> **PROBLEM TO WORK ON**
A single figure is required: the number of lines in the data below that hold the word "hidden".

-=-=-=-=-

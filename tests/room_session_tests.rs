use std::collections::VecDeque;
use std::error::Error;
use std::sync::{Arc, Mutex};

use async_trait::async_trait;
use tokio_util::sync::CancellationToken;

use focusroom::client_wrapper::{MessageChunk, MessageChunkStream, SendError};
use focusroom::{
    ClientWrapper, HistoryStore, MemoryHistoryStore, Message, PersonaContext, Role, RoomState,
    TranscriptEntry, TranscriptKind, TurnEngine,
};

/// Scripted backend: returns queued replies in order, or fails on demand.
struct MockClient {
    replies: Mutex<VecDeque<String>>,
    fail_always: bool,
}

impl MockClient {
    fn with_replies(replies: &[&str]) -> Self {
        MockClient {
            replies: Mutex::new(replies.iter().map(|r| r.to_string()).collect()),
            fail_always: false,
        }
    }

    fn failing() -> Self {
        MockClient {
            replies: Mutex::new(VecDeque::new()),
            fail_always: true,
        }
    }

    fn next_reply(&self) -> String {
        self.replies
            .lock()
            .unwrap()
            .pop_front()
            .unwrap_or_else(|| "Noted.".to_string())
    }
}

#[async_trait]
impl ClientWrapper for MockClient {
    async fn send_message(
        &self,
        _messages: &[Message],
        _temperature: f32,
    ) -> Result<Message, Box<dyn Error>> {
        if self.fail_always {
            return Err("backend unavailable".into());
        }
        Ok(Message {
            role: Role::Participant,
            content: self.next_reply(),
        })
    }

    async fn send_message_stream(
        &self,
        _messages: &[Message],
        _temperature: f32,
    ) -> Result<MessageChunkStream, Box<dyn Error>> {
        if self.fail_always {
            return Err("backend unavailable".into());
        }
        let content = self.next_reply();
        // Chunk boundaries deliberately cut through the thinking markers.
        let bytes: Vec<char> = content.chars().collect();
        let mut chunks: Vec<Result<MessageChunk, SendError>> = bytes
            .chunks(5)
            .map(|c| {
                Ok(MessageChunk {
                    content: c.iter().collect(),
                    is_final: false,
                })
            })
            .collect();
        chunks.push(Ok(MessageChunk {
            content: String::new(),
            is_final: true,
        }));
        Ok(Box::pin(futures_util::stream::iter(chunks)))
    }

    fn model_name(&self) -> &str {
        "mock"
    }
}

fn engine_with(client: MockClient) -> (TurnEngine, Arc<MemoryHistoryStore>) {
    let store = Arc::new(MemoryHistoryStore::new());
    let engine = TurnEngine::new(
        Arc::new(client),
        store.clone() as Arc<dyn HistoryStore>,
        0.75,
        0.85,
    );
    (engine, store)
}

fn persona(key: &str, name: &str) -> PersonaContext {
    PersonaContext::new(
        key,
        name,
        format!("session:{}:messages", name.to_lowercase()),
        format!("You are {}.", name),
        Vec::new(),
    )
}

fn room_with_two() -> RoomState {
    RoomState::new()
        .add("1")
        .add("2")
        .insert_persona(persona("1", "Lena"))
        .insert_persona(persona("2", "Marcus"))
}

/// Mirror of the REPL's conversational path: log the moderator line, then one
/// turn per responder with its own transcript entry.
async fn moderator_turn(mut state: RoomState, engine: &TurnEngine, input: &str) -> RoomState {
    state = state.append_transcript(TranscriptEntry::moderator(input));
    let roster = state.roster_names();
    for key in state.responders() {
        let mut ctx = state.personas.get(&key).cloned().unwrap();
        let topic_briefing = state.topic_briefing.clone();
        let turn = engine
            .take_turn(&mut ctx, input, false, &roster, &topic_briefing, "", None)
            .await
            .unwrap();
        let name = ctx.name.clone();
        state = state
            .insert_persona(ctx)
            .append_transcript(TranscriptEntry::participant(
                &key,
                &name,
                &turn.thoughts,
                &turn.reply,
            ));
    }
    state
}

#[tokio::test]
async fn unfocused_turn_produces_three_transcript_entries() {
    let (engine, _) = engine_with(MockClient::with_replies(&[
        "<think>price again</think>Too expensive.",
        "Worth it for the exclusives.",
    ]));
    let state = moderator_turn(room_with_two(), &engine, "Thoughts on the price?").await;

    assert_eq!(state.transcript.len(), 3);
    assert_eq!(state.transcript[0].kind, TranscriptKind::Moderator);
    assert_eq!(state.transcript[1].participant_name, "Lena");
    assert_eq!(state.transcript[1].thoughts, "price again");
    assert_eq!(state.transcript[1].content, "Too expensive.");
    assert_eq!(state.transcript[2].participant_name, "Marcus");
    assert_eq!(state.transcript[2].thoughts, "");
}

#[tokio::test]
async fn focused_turn_only_reaches_the_focused_persona() {
    let (engine, store) = engine_with(MockClient::with_replies(&["Just me answering."]));
    let state = room_with_two().set_focus("2");
    let state = moderator_turn(state, &engine, "Marcus, your take?").await;

    assert_eq!(state.transcript.len(), 2);
    assert_eq!(state.transcript[1].participant_name, "Marcus");
    assert!(store.load("session:lena:messages").await.unwrap().is_empty());
    assert_eq!(store.load("session:marcus:messages").await.unwrap().len(), 2);
}

#[tokio::test]
async fn exchange_persists_exactly_once_per_turn() {
    let (engine, store) = engine_with(MockClient::with_replies(&["First.", "Second."]));
    let mut ctx = persona("1", "Lena");

    engine
        .take_turn(&mut ctx, "q1", false, &[], "", "", None)
        .await
        .unwrap();
    engine
        .take_turn(&mut ctx, "q2", false, &[], "", "", None)
        .await
        .unwrap();

    let stored = store.load("session:lena:messages").await.unwrap();
    assert_eq!(stored.len(), 4);
    assert!(stored[0].is_moderator());
    assert_eq!(stored[1].content, "First.");
    assert_eq!(stored[3].content, "Second.");
    assert_eq!(ctx.history.len(), 4);
    assert_eq!(ctx.rounds_exchanged, 2);
}

#[tokio::test]
async fn backend_failure_persists_nothing() {
    let (engine, store) = engine_with(MockClient::failing());
    let mut ctx = persona("1", "Lena");

    let result = engine
        .take_turn(&mut ctx, "anyone there?", false, &[], "", "", None)
        .await;

    assert!(result.is_err());
    assert!(store.load("session:lena:messages").await.unwrap().is_empty());
    assert!(ctx.history.is_empty());
    assert_eq!(ctx.rounds_exchanged, 0);
}

#[tokio::test]
async fn streamed_tokens_never_leak_thinking() {
    let (engine, _) = engine_with(MockClient::with_replies(&[
        "<think>the secret reasoning stays hidden</think>Visible answer only.",
    ]));
    let mut ctx = persona("1", "Lena");
    let mut streamed = String::new();
    let mut on_token = |tok: &str| streamed.push_str(tok);

    let turn = engine
        .take_turn(&mut ctx, "hi", false, &[], "", "", Some(&mut on_token))
        .await
        .unwrap();

    assert!(!streamed.contains("secret"));
    assert_eq!(streamed.trim(), "Visible answer only.");
    assert_eq!(turn.thoughts, "the secret reasoning stays hidden");
    assert_eq!(turn.reply, "Visible answer only.");
}

#[tokio::test]
async fn persisted_history_carries_across_contexts() {
    let (engine, store) = engine_with(MockClient::with_replies(&["I said so earlier."]));
    let mut ctx = persona("1", "Lena");
    engine
        .take_turn(&mut ctx, "remember this", false, &[], "", "", None)
        .await
        .unwrap();

    // A fresh context rebuilt from the store sees the prior exchange.
    let reloaded = store.load("session:lena:messages").await.unwrap();
    let ctx2 = PersonaContext::new("1", "Lena", "session:lena:messages", "sys", reloaded);
    assert_eq!(ctx2.history.len(), 2);
    assert_eq!(ctx2.rounds_exchanged, 1);
}

/// Backend that accepts the request and then never produces a token.
struct StalledClient;

#[async_trait]
impl ClientWrapper for StalledClient {
    async fn send_message(
        &self,
        _messages: &[Message],
        _temperature: f32,
    ) -> Result<Message, Box<dyn Error>> {
        std::future::pending().await
    }

    async fn send_message_stream(
        &self,
        _messages: &[Message],
        _temperature: f32,
    ) -> Result<MessageChunkStream, Box<dyn Error>> {
        Ok(Box::pin(futures_util::stream::pending()))
    }

    fn model_name(&self) -> &str {
        "stalled"
    }
}

#[tokio::test]
async fn interrupted_turn_is_dropped_before_persist() {
    let store = Arc::new(MemoryHistoryStore::new());
    let engine = TurnEngine::new(
        Arc::new(StalledClient),
        store.clone() as Arc<dyn HistoryStore>,
        0.75,
        0.85,
    );
    let mut ctx = persona("1", "Lena");
    let mut on_token = |_: &str| {};

    let cancel = CancellationToken::new();
    cancel.cancel();
    let result = tokio::select! {
        _ = cancel.cancelled() => None,
        res = engine.take_turn(&mut ctx, "still there?", false, &[], "", "", Some(&mut on_token)) => {
            Some(res)
        }
    };

    assert!(result.is_none());
    assert!(store.load("session:lena:messages").await.unwrap().is_empty());
    assert!(ctx.history.is_empty());
    assert_eq!(ctx.rounds_exchanged, 0);
}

-=-=-=-=-

> **SOLVED PROBLEM**
2